I think they can sing in an American style for sure.  I only mean the accent of singing in general, which is closer to British than American.  The Spice Girls for instance "sound" American, but that's only because American singing is quasi-British.


----------



## Edgewise (Jul 21, 2011)

caelum said:


> I think they can sing in an American style for sure.  I only mean the accent of singing in general, which is closer to British than American.  The Spice Girls for instance "sound" American, but that's only because *American singing is quasi-British.*



Not blues, early R&B (especially boogie and Chuck Berry et al.) or rockabilly.  Howlin' Wolf, Big Joe Turner and Carl Perkins sound NOTHING like Brits.  Writ and Blood are absolutely right.  British artists who drew (and draw) their primary influences from American folk music sound American.  They probably try to take up an American accent to lend authenticity to their tribute to the form.  And there is absolutely nothing wrong with that.  I'm 99% sure that Mick Jagger, Rod Stewart and Eric Clapton wouldn't deny that they consciously attempt to flawlessly emulate American singing.


----------



## Bloggsworth (Jul 21, 2011)

Blood said:


> Yea that's messed up, she sounds like Etta James.  A lot of British singers try to emulate America's soulful sound. Even the Beatles and the Rolling Stones of yesteryear were inspired by American Blues.



The Rolling Stones, Yardbird, Alexis Korner, Animals and others were inspired by blues; the Beatles were originally inspired by skiffle and Buddy Holly. As much as I like Hugh Lawrie, I can't bring myself to listen to him singing the blues, it's bad enough with Joss Stone, but with a classy voice like Lawrie's it don't sound right. He can play the piano OK.


----------



## Bloggsworth (Jul 21, 2011)

Edgewise said:


> Not blues, early R&B (especially boogie and Chuck Berry et al.) or rockabilly.  Howlin' Wolf, Big Joe Turner and Carl Perkins sound NOTHING like Brits.  Writ and Blood are absolutely right.  British artists who drew (and draw) their primary influences from American folk music sound American.  They probably try to take up an American accent to lend authenticity to their tribute to the form.  And there is absolutely nothing wrong with that.  I'm 99% sure that Mick Jagger, Rod Stewart and Eric Clapton wouldn't deny that they consciously attempt to flawlessly emulate American singing.

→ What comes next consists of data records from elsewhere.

//! The collection agent's operation surface.
//!
//! [`LocalDbApi`] is implemented by the owning-process database and by any
//! proxy that forwards calls to it. Callers written against the trait cannot
//! tell which one they hold.

use crate::error::{CoreError, CoreResult};
use crate::registry::{AggregateKey, StoreName};
use localdb_storage::{Record, ID_FIELD};
use serde::{Deserialize, Serialize};
use serde_json::{Map, Value};

/// Pagination for `get_all`.
///
/// Without a `limit` the whole store is returned unordered. With a `limit`,
/// stores that have an ordering index return the most recent records first,
/// skipping `offset` of them; stores without one fall back to a full
/// unordered scan.
#[derive(Debug, Clone, Copy, Default, PartialEq, Eq, Serialize, Deserialize)]
#[serde(rename_all = "camelCase")]
pub struct GetAllOptions {
    /// Maximum number of records to return.
    pub limit: Option<usize>,
    /// Number of records to skip.
    pub offset: Option<usize>,
}

impl GetAllOptions {
    /// Requests one page of `limit` records starting at `offset`.
    #[must_use]
    pub const fn page(limit: usize, offset: usize) -> Self {
        Self {
            limit: Some(limit),
            offset: Some(offset),
        }
    }
}

/// Options for `add`.
#[derive(Debug, Clone, Copy, Default, PartialEq, Eq, Serialize, Deserialize)]
#[serde(rename_all = "camelCase")]
pub struct AddOptions {
    /// Count records whose id already exists as skipped instead of failing.
    pub skip_if_exists: bool,
}

impl AddOptions {
    /// Options that skip existing ids.
    #[must_use]
    pub const fn skip_if_exists() -> Self {
        Self {
            skip_if_exists: true,
        }
    }
}

/// Outcome of an `add`.
#[derive(Debug, Clone, Default, PartialEq, Eq, Serialize, Deserialize)]
#[serde(rename_all = "camelCase")]
pub struct AddResult {
    /// Records written.
    pub added: usize,
    /// Records skipped because their id existed.
    pub skipped: usize,
    /// Ids of the written records, in input order.
    pub added_ids: Vec<String>,
}

/// A looked-up record and the value it replaced, if tracked.
///
/// Plain reads never track a previous value, so `previous` is `None` for
/// them; a missing id yields a pair with both sides `None`.
#[derive(Debug, Clone, Default, PartialEq, Serialize, Deserialize)]
pub struct RecordPair {
    /// The record, if it exists.
    pub record: Option<Record>,
    /// The prior value, if tracked.
    pub previous: Option<Record>,
}

impl RecordPair {
    /// A freshly read record with no prior value.
    #[must_use]
    pub fn fresh(record: Option<Record>) -> Self {
        Self {
            record,
            previous: None,
        }
    }
}

/// A serializable field-level update.
///
/// Updaters are closures in-process; across a process boundary an update
/// is described as data instead. Fields in `unset` are removed after `set`
/// is applied.
///
/// ```rust
/// use localdb_core::{Record, RecordPatch};
/// use serde_json::json;
///
/// let patch = RecordPatch::new().set("name", json!("B")).unset("draft");
/// let record = Record::new("w1").with("name", json!("A")).with("draft", json!(true));
/// let next = patch.apply(record).unwrap();
/// assert_eq!(next.get("name"), Some(&json!("B")));
/// assert!(next.get("draft").is_none());
/// ```
#[derive(Debug, Clone, Default, PartialEq, Serialize, Deserialize)]
pub struct RecordPatch {
    /// Fields to write.
    #[serde(default, skip_serializing_if = "Map::is_empty")]
    pub set: Map<String, Value>,
    /// Fields to remove.
    #[serde(default, skip_serializing_if = "Vec::is_empty")]
    pub unset: Vec<String>,
}

impl RecordPatch {
    /// Creates an empty patch.
    #[must_use]
    pub fn new() -> Self {
        Self::default()
    }

    /// Adds a field to write.
    #[must_use]
    pub fn set(mut self, field: impl Into<String>, value: impl Into<Value>) -> Self {
        self.set.insert(field.into(), value.into());
        self
    }

    /// Adds a field to remove.
    #[must_use]
    pub fn unset(mut self, field: impl Into<String>) -> Self {
        self.unset.push(field.into());
        self
    }

    /// Applies the patch to a record.
    ///
    /// # Errors
    ///
    /// Returns `InvalidRecord` if the patch touches the `id` field.
    pub fn apply(&self, mut record: Record) -> CoreResult<Record> {
        if self.set.contains_key(ID_FIELD) || self.unset.iter().any(|f| f == ID_FIELD) {
            return Err(CoreError::invalid_record("a patch cannot change the record id"));
        }
        for (field, value) in &self.set {
            record.set(field.clone(), value.clone());
        }
        for field in &self.unset {
            record.remove(field);
        }
        Ok(record)
    }
}

/// The collection agent contract.
///
/// Every operation runs in its own transaction. The trait is object safe so
/// an in-process database and a cross-context proxy can be used
/// interchangeably behind `Arc<dyn LocalDbApi>`.
pub trait LocalDbApi: Send + Sync {
    /// Reads one record; a missing id is `NotFound`.
    fn get(&self, store: StoreName, id: &str) -> CoreResult<Record>;

    /// Reads every record, or one page of them.
    fn get_all(&self, store: StoreName, options: GetAllOptions) -> CoreResult<Vec<Record>>;

    /// Reads records by id, one pair per id in input order.
    fn get_by_ids(&self, store: StoreName, ids: &[String]) -> CoreResult<Vec<RecordPair>>;

    /// Counts the records of a store.
    fn count(&self, store: StoreName) -> CoreResult<usize>;

    /// Inserts records.
    fn add(&self, store: StoreName, records: Vec<Record>, options: AddOptions) -> CoreResult<AddResult>;

    /// Applies a patch to existing records; a missing id is `NotFound`.
    fn patch(&self, store: StoreName, ids: &[String], patch: &RecordPatch) -> CoreResult<()>;

    /// Deletes records; a missing id is `NotFound`.
    fn remove(&self, store: StoreName, ids: &[String]) -> CoreResult<()>;

    /// Deletes every record of a store.
    fn clear(&self, store: StoreName) -> CoreResult<()>;

    /// Reads a whole hot store through the aggregate cache.
    fn get_all_cached(&self, key: AggregateKey) -> CoreResult<Vec<Record>>;
}

#[cfg(test)]
mod tests {
    use super::*;
    use serde_json::json;

    #[test]
    fn patch_rejects_id_changes() {
        let record = Record::new("w1");
        assert!(RecordPatch::new().set("id", json!("w2")).apply(record.clone()).is_err());
        assert!(RecordPatch::new().unset("id").apply(record).is_err());
    }

    #[test]
    fn empty_patch_is_identity() {
        let record = Record::new("w1").with("name", json!("A"));
        assert_eq!(RecordPatch::new().apply(record.clone()).unwrap(), record);
    }

    #[test]
    fn options_use_camel_case_on_the_wire() {
        let encoded = serde_json::to_value(AddOptions::skip_if_exists()).unwrap();
        assert_eq!(encoded, json!({"skipIfExists": true}));
        let result = AddResult {
            added: 1,
            skipped: 0,
            added_ids: vec!["w1".into()],
        };
        assert_eq!(
            serde_json::to_value(result).unwrap(),
            json!({"added": 1, "skipped": 0, "addedIds": ["w1"]})
        );
    }

    #[test]
    fn page_sets_limit_and_offset() {
        let page = GetAllOptions::page(10, 20);
        assert_eq!(page.limit, Some(10));
        assert_eq!(page.offset, Some(20));
        assert_eq!(GetAllOptions::default().limit, None);
    }
}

You forget that American folk music was mostly British in origin, the roots can be traced back to England, Scotland and Ireland. Songs like the American _Blue Velvet Band_ originated in Billericay in Essex, England; resurfaced in Manchester and probably travelled to Ireland and America from the thriving port of Liverpool. Nowadays, as _The Black Velvet Band_ most of the world think it is an Irish song. There is nothing parochial about music, it travels the world, and the same melody may appear with different words on several continents. The only music I really object to is that of Harrison Birtwhistle, which to me, sounds like an accident in a paint can factory.


----------



## Edgewise (Jul 21, 2011)

Bloggsworth said:


> You forget that American folk music was mostly British in origin, the roots can be traced back to England, Scotland and Ireland. Songs like the American _Blue Velvet Band_ originated in Billericay in Essex, England; resurfaced in Manchester and probably travelled to Ireland and America from the thriving port of Liverpool. Nowadays, as _The Black Velvet Band_ most of the world think it is an Irish song. There is nothing parochial about music, it travels the world, and the same melody may appear with different words on several continents. The only music I really object to is that of Harrison Birtwhistle, which to me, sounds like an accident in a paint can factory.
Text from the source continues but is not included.